── Data for review

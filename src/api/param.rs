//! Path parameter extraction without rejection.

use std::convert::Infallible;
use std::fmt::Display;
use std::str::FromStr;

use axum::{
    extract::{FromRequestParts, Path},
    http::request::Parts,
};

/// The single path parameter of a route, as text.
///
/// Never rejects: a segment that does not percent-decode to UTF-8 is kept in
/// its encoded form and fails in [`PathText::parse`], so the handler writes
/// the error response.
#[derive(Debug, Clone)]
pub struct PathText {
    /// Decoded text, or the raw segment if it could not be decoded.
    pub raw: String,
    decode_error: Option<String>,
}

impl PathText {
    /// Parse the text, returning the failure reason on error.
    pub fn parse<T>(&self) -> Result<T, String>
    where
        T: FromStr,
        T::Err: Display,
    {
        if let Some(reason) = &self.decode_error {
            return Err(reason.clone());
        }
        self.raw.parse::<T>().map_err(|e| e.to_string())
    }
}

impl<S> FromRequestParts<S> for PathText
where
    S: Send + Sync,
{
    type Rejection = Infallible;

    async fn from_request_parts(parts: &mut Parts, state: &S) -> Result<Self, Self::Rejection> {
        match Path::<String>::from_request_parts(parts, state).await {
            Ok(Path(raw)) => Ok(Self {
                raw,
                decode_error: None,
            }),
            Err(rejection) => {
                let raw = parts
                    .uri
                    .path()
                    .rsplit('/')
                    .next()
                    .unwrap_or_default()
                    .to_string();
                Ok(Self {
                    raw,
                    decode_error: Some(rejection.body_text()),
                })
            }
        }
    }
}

────

» **What to produce**:
Up to and including the line that contains "not be decoded.", output the records above exactly, beginning with their first line.

» **Your response**:
filename src/api/param.rs
//! Path parameter extraction without rejection.

use std::convert::Infallible;
use std::fmt::Display;
use std::str::FromStr;

use axum::{
    extract::{FromRequestParts, Path},
    http::request::Parts,
};

/// The single path parameter of a route, as text.
///
/// Never rejects: a segment that does not percent-decode to UTF-8 is kept in
/// its encoded form and fails in [`PathText::parse`], so the handler writes
/// the error response.
#[derive(Debug, Clone)]
pub struct PathText {
    /// Decoded text, or the raw segment if it could not be decoded.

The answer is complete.